MENÜ ☰
Büyük Erzurum Sofrası
Erzurum Haber Gazetesi » Yazarlar » Ankara’daki “efendi”ler ne zaman uyanacak?
Mehmet Şener
Ankara’daki “efendi”ler ne zaman uyanacak?


Hani perşembenin gelişi çarşambadan belli ya, bu işin de sonunda bu noktaya gelip dayanacağı, (evveliyatı da var ama) en azından teröristlerin Habur’dan girdiklerinde sergiledikleri şovdan belliydi.
Seyyar mahkeme sormuştu:
“Çok pişmansınız değil mi?”
Teröristler ve yandaşları bugün inşa edilen sürecin temelini sağlamlaştırmak için, o gün mahkemeye şu cevabı vermişlerdi:”Hayır pişman değiliz. Biz buraya önderliğin talimatı üzerine geldik.”
Bunun üzerine, seyyar mahkemenin başkanı zabit katibine dönerek, teröristlerin ifadelerini şöyle kayda geçirtmişti:
“Pişmanız, hem de nasıl… Barışa ve kardeşliğe, hükümetin başlattığı açılıma destek olsun diye dağdan indik.”
Sonrası malum……
Teröristler günlerce kahraman edasıyla o şehir senin bu şehir benim dolaşıp, TC’ye nasıl boyun eğdirdiklerini anlatıp durdular!

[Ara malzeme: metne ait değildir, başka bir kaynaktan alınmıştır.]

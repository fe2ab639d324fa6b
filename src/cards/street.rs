#[derive(Debug, Clone, Copy, Hash, PartialEq, Eq, PartialOrd, Ord)]
pub enum Street {
    Pref = 0isize,
    Flop = 1isize,
    Turn = 2isize,
    Rive = 3isize,
}

impl Street {
    pub const fn all() -> &'static [Self] {
        &[Self::Pref, Self::Flop, Self::Turn, Self::Rive]
    }
    pub const fn n_observed(&self) -> usize {
        match self {
            Self::Pref => 0,
            Self::Flop => 3,
            Self::Turn => 4,
            Self::Rive => 5,
        }
    }
    /// a known flop or turn still has single cards to come,
    /// which is when per-card analysis is meaningful
    pub const fn is_drawing(&self) -> bool {
        matches!(self, Self::Flop | Self::Turn)
    }
}

impl TryFrom<usize> for Street {
    type Error = usize;
    fn try_from(n: usize) -> Result<Self, Self::Error> {
        match n {
            0 => Ok(Self::Pref),
            3 => Ok(Self::Flop),
            4 => Ok(Self::Turn),
            5 => Ok(Self::Rive),
            n => Err(n),
        }
    }
}

impl std::fmt::Display for Street {
    fn fmt(&self, f: &mut std::fmt::Formatter) -> std::fmt::Result {
        match self {
            Self::Pref => write!(f, "preflop"),
            Self::Flop => write!(f, "flop"),
            Self::Turn => write!(f, "turn"),
            Self::Rive => write!(f, "river"),
        }
    }
}

impl serde::Serialize for Street {
    fn serialize<S>(&self, serializer: S) -> Result<S::Ok, S::Error>
    where
        S: serde::Serializer,
    {
        serializer.collect_str(self)
    }
}
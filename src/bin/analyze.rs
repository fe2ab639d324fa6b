//! Analyze Binary
//!
//! Estimates hero's equity on a partially known board and explains the
//! board texture, outs, and draws.

use clap::Parser;
use colored::Colorize;
use oddsmith::analysis::Analysis;
use oddsmith::analysis::Report;
use oddsmith::cards::card::Card;
use oddsmith::simulation::Scenario;
use oddsmith::Config;

#[derive(Parser)]
#[command(author, version, about, long_about = None)]
struct Args {
    #[arg(long, required = true, help = "hero's two hole cards, e.g. \"Ah Kd\"")]
    hero: String,
    #[arg(long, default_value = "", help = "known board cards, zero to five")]
    board: String,
    #[arg(long, default_value = "", help = "cards known to be out of play")]
    dead: String,
    #[arg(long, short, default_value_t = 1)]
    opponents: usize,
    #[arg(long, short, help = "simulation iterations")]
    iterations: Option<usize>,
    #[arg(long, help = "JSON file of tuning overrides")]
    config: Option<std::path::PathBuf>,
    #[arg(long, help = "print the report as JSON")]
    json: bool,
    #[arg(short, long, action = clap::ArgAction::Count)]
    verbose: u8,
}

fn main() -> anyhow::Result<()> {
    let args = Args::parse();
    oddsmith::log(match args.verbose {
        0 => log::LevelFilter::Warn,
        1 => log::LevelFilter::Info,
        2 => log::LevelFilter::Debug,
        _ => log::LevelFilter::Trace,
    });
    let mut config = match args.config {
        Some(ref path) => Config::load(path)?,
        None => Config::default(),
    };
    if let Some(iterations) = args.iterations {
        config.iterations = iterations;
    }
    let hero = Card::parse(&args.hero)?;
    let board = Card::parse(&args.board)?;
    let dead = Card::parse(&args.dead)?;
    let scenario = Scenario::new(&hero, &board, &dead, args.opponents)?;
    let report = Analysis::new(config).run(&scenario);
    if args.json {
        println!("{}", serde_json::to_string_pretty(&report)?);
    } else {
        display(&scenario, &report);
    }
    Ok(())
}

fn display(scenario: &Scenario, report: &Report) {
    println!("{}", scenario.to_string().bold());
    println!(
        "{} {}  {} {}  {} {}",
        "win".green(),
        format!("{:.2}%", report.win).green().bold(),
        "tie".yellow(),
        format!("{:.2}%", report.tie).yellow(),
        "loss".red(),
        format!("{:.2}%", report.loss).red(),
    );
    let hottest = report
        .heatmap
        .iter()
        .filter(|(_, equity)| **equity > report.win)
        .map(|(card, equity)| format!("{}:{:.0}", card, equity))
        .collect::<Vec<String>>();
    if !hottest.is_empty() {
        println!("{} {}", "helps".cyan(), hottest.join(" "));
    }
    print!("{}", report);
}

Ankara öylesine meşguldü ki, Güneydoğu’da olup bitenleri analiz edecek zaman bulamıyordu!
Kimileri açılımın adını değiştirmek için uğraşıyordu, kimileri de hedef saptırmak için büyük operasyonlara imza atıyordu!
Oysa başta Diyarbakır Belediye Başkanı Osman Baydemir olmak üzere, daha niceleri inceden inceye mesajlarını yayıyorlardı!
Ankara ise; duymuyor, görmüyor, anlamıyor gibi yapıyordu.
Sonunda Baydemir ağzındaki baklayı çıkardı ve ardından da dağdaki-ovadaki yandaşları konuştu:
“Türkiye Özerk yapıya ayrılmalıdır, Güneydoğu’da belediye binalarının gönderine Kürt bayrağı asılmalı, yerel meclisler oluşturulmalı ve özerk yapının gereği anayasal düzenleme olmalıdır.”
Dün de Karayılan, benzer sözlerle “Habur açılımı”nın gizli ajandasını açıkladı.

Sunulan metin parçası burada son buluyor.